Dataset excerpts
##########

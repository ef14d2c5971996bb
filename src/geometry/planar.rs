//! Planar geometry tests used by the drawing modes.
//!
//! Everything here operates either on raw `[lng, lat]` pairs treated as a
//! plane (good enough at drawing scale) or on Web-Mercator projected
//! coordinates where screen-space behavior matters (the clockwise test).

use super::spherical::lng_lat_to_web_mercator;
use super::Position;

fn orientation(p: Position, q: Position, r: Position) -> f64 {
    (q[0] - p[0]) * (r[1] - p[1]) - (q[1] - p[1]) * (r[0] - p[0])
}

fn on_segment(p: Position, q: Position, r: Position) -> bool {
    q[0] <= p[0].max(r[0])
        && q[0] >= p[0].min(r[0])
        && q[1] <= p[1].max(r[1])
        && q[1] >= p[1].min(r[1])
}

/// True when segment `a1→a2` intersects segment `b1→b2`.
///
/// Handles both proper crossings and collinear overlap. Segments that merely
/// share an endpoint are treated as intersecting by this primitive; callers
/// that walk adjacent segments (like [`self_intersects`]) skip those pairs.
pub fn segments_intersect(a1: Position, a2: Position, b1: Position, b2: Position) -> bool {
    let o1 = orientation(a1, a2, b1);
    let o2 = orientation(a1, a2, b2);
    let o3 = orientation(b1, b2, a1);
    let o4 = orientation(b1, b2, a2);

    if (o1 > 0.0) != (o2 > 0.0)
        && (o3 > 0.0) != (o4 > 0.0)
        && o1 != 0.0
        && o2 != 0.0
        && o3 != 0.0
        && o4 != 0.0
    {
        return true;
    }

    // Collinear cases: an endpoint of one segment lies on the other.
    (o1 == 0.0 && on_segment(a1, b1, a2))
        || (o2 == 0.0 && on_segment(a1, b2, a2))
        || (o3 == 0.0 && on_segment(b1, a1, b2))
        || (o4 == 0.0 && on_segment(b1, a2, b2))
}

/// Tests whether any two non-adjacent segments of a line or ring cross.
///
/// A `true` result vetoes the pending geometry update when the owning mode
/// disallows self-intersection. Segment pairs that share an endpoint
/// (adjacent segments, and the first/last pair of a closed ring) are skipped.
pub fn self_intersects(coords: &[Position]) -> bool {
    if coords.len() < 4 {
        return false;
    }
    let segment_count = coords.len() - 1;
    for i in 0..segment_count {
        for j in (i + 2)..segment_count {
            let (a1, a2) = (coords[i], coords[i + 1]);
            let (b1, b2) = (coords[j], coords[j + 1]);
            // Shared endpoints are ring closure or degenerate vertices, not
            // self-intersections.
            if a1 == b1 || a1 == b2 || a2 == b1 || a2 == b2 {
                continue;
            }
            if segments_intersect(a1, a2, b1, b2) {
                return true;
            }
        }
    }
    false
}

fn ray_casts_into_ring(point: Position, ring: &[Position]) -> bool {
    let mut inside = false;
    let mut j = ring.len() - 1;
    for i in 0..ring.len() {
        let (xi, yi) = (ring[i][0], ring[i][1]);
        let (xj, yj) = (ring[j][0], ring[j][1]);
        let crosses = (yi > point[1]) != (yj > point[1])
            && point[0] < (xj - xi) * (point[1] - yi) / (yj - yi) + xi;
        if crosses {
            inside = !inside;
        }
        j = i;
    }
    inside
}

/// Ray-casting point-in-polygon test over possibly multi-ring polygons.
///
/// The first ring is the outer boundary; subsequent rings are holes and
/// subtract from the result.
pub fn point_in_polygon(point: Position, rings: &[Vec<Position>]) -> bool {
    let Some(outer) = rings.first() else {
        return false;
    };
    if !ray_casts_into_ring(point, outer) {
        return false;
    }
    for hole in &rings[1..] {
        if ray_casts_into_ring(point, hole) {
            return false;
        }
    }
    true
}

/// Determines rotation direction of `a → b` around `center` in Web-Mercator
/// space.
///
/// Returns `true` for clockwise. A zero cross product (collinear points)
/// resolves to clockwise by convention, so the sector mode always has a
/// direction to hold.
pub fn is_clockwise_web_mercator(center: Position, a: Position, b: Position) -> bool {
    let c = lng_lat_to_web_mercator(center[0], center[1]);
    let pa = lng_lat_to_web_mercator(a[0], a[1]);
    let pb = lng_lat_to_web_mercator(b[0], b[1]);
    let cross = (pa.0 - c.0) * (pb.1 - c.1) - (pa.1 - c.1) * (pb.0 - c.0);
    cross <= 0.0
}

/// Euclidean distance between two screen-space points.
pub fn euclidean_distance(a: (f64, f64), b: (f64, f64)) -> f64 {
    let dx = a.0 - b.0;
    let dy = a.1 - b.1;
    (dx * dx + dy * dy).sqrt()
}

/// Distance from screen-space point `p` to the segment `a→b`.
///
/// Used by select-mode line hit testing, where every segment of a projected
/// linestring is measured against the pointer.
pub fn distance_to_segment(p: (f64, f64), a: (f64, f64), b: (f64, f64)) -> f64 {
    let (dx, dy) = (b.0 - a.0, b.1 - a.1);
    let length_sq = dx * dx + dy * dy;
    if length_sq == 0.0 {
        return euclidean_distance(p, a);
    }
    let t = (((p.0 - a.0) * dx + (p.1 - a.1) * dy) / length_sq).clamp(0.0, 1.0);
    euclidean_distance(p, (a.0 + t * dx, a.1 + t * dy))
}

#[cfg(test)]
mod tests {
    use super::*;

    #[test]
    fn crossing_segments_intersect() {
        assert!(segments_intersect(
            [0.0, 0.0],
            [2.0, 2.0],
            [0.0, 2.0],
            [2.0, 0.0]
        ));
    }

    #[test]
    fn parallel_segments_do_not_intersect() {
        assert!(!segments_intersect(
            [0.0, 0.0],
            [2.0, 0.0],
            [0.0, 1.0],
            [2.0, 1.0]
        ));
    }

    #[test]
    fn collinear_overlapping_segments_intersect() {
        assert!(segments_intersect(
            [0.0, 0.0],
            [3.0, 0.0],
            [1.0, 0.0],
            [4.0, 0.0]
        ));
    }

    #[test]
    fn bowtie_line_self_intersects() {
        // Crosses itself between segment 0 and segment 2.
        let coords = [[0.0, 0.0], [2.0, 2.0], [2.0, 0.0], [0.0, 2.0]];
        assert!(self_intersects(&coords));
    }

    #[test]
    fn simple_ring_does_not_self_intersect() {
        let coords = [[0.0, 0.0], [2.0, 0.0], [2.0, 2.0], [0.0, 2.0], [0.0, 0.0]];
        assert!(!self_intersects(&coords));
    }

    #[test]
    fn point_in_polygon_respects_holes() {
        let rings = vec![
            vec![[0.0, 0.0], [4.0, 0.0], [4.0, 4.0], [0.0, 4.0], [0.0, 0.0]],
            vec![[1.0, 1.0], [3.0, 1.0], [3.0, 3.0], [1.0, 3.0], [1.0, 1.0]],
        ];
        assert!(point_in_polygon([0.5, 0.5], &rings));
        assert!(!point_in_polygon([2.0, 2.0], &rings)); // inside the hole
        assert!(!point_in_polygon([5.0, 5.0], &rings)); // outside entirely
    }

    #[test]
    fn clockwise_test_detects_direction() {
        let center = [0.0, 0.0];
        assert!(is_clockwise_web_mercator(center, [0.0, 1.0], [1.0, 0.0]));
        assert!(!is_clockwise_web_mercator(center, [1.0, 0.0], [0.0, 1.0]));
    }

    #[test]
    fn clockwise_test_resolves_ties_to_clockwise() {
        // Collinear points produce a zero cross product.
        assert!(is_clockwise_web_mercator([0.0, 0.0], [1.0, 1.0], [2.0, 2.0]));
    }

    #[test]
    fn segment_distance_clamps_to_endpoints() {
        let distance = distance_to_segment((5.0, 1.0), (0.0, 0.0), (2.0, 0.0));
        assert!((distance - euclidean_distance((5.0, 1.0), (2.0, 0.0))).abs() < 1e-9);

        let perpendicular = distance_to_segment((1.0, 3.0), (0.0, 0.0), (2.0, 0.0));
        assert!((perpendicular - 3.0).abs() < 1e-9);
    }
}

##########

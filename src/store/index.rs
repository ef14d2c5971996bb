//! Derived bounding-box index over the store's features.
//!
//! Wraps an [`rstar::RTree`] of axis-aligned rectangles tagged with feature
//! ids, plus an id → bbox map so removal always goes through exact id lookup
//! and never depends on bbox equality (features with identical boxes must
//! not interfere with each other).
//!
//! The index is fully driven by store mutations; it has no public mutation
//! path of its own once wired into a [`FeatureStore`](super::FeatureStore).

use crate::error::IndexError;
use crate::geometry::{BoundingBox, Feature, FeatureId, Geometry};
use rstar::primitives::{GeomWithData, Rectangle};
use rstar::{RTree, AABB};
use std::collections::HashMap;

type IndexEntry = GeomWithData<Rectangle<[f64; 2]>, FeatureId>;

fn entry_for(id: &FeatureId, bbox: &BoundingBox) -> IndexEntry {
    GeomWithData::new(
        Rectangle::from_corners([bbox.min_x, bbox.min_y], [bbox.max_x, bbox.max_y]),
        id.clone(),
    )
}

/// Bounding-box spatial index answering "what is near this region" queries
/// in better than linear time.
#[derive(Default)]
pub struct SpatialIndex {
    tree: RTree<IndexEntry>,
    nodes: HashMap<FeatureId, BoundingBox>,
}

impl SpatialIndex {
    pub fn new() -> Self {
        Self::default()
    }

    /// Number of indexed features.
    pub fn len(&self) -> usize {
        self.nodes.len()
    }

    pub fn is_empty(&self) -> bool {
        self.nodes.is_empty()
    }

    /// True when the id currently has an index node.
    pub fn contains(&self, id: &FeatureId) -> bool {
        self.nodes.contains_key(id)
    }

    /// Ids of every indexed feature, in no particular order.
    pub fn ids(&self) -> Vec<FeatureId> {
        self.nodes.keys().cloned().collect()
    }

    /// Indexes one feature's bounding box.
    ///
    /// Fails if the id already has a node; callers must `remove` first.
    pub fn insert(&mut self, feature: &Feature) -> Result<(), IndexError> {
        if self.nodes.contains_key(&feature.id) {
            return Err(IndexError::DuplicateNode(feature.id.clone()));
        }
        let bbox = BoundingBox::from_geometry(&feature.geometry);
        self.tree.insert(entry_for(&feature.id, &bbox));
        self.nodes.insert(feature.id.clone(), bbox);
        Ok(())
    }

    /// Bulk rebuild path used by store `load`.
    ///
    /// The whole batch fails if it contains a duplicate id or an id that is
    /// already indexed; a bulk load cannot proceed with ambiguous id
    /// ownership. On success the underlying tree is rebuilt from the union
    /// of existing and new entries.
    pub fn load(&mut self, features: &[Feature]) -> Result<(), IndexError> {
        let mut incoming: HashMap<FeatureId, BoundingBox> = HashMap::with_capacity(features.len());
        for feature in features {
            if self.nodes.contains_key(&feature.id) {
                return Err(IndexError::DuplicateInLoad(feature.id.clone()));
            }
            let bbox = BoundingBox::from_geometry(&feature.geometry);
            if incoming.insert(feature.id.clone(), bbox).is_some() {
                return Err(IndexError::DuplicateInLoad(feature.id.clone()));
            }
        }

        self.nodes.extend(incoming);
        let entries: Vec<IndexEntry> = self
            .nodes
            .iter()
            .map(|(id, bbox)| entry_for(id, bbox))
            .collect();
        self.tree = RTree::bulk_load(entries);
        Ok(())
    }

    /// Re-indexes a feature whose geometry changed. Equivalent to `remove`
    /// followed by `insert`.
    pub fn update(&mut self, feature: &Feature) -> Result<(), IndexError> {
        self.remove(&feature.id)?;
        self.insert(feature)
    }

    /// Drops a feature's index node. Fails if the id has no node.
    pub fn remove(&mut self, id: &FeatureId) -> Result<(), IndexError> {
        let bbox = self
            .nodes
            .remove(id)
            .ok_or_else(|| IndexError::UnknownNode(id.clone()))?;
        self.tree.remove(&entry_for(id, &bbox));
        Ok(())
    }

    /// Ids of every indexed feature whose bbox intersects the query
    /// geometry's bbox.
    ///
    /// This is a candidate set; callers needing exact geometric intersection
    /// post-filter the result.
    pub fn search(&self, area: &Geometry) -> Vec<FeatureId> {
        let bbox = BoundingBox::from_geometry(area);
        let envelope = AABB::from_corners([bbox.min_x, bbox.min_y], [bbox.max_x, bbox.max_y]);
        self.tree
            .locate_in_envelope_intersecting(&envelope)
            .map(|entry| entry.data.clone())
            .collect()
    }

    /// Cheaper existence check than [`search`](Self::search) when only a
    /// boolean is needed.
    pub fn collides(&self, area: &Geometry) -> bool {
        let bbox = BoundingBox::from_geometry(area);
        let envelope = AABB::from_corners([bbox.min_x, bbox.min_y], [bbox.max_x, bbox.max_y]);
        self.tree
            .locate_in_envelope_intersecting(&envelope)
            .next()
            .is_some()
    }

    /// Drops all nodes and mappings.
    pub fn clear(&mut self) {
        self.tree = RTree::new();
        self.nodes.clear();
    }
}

##########

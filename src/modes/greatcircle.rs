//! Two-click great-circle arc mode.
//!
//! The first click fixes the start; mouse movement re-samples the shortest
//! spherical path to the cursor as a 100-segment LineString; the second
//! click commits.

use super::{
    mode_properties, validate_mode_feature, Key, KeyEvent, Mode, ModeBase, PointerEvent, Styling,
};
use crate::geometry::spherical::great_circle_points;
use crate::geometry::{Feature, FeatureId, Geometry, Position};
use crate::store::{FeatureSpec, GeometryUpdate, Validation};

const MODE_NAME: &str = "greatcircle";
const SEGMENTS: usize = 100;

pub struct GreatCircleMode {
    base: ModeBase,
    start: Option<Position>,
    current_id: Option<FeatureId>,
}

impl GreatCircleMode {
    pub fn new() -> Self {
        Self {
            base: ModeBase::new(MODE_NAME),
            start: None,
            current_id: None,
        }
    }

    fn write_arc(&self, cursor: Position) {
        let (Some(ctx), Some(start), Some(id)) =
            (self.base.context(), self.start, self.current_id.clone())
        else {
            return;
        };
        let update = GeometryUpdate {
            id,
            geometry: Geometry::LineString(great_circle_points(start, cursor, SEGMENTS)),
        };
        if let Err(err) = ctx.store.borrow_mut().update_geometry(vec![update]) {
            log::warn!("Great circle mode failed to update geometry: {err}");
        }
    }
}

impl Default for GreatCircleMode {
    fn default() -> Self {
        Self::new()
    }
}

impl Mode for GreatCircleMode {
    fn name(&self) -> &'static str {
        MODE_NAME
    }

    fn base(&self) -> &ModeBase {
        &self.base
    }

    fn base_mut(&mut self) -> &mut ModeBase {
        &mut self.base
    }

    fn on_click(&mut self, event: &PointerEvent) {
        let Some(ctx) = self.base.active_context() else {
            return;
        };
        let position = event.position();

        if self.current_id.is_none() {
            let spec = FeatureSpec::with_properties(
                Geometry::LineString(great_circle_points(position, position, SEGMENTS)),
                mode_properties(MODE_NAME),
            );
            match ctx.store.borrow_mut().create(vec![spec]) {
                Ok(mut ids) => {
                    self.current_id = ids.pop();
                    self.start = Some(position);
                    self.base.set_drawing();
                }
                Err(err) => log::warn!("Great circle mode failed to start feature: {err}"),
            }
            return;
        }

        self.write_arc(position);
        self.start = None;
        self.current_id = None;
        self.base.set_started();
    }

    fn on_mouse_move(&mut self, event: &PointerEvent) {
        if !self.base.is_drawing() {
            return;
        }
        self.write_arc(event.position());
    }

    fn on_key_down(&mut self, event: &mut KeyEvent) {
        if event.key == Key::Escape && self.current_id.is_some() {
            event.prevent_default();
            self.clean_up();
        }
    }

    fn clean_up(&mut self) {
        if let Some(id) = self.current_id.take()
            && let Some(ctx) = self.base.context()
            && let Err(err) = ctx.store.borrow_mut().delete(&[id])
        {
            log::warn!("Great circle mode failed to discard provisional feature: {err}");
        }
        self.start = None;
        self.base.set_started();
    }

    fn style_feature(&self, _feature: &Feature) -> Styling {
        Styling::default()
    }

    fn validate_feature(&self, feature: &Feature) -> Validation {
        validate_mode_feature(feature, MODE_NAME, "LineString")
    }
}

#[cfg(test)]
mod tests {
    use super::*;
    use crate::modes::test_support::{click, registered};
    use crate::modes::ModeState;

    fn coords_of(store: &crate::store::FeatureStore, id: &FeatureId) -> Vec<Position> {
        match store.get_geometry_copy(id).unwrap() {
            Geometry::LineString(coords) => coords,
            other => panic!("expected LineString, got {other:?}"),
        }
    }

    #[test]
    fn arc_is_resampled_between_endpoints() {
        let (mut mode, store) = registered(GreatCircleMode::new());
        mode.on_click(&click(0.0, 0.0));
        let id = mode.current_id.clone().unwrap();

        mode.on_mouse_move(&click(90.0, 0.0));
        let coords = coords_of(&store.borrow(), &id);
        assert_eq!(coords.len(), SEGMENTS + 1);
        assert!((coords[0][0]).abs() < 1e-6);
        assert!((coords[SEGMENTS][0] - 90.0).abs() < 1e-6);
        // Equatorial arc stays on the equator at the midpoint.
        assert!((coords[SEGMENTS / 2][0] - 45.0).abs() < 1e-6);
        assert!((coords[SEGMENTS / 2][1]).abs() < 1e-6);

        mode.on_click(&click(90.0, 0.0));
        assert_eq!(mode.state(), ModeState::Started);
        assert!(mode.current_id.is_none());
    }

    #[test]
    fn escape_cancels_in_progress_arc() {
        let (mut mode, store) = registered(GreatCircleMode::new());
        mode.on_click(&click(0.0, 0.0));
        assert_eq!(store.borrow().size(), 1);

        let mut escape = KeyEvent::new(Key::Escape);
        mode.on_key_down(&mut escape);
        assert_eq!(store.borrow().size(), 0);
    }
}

##########

### WHAT IS EXPECTED
List all lines from the entries that include the word "spherical".

### WRITTEN RESPONSE
use super::spherical::lng_lat_to_web_mercator;
//! spherical path to the cursor as a 100-segment LineString; the second
use crate::geometry::spherical::great_circle_points;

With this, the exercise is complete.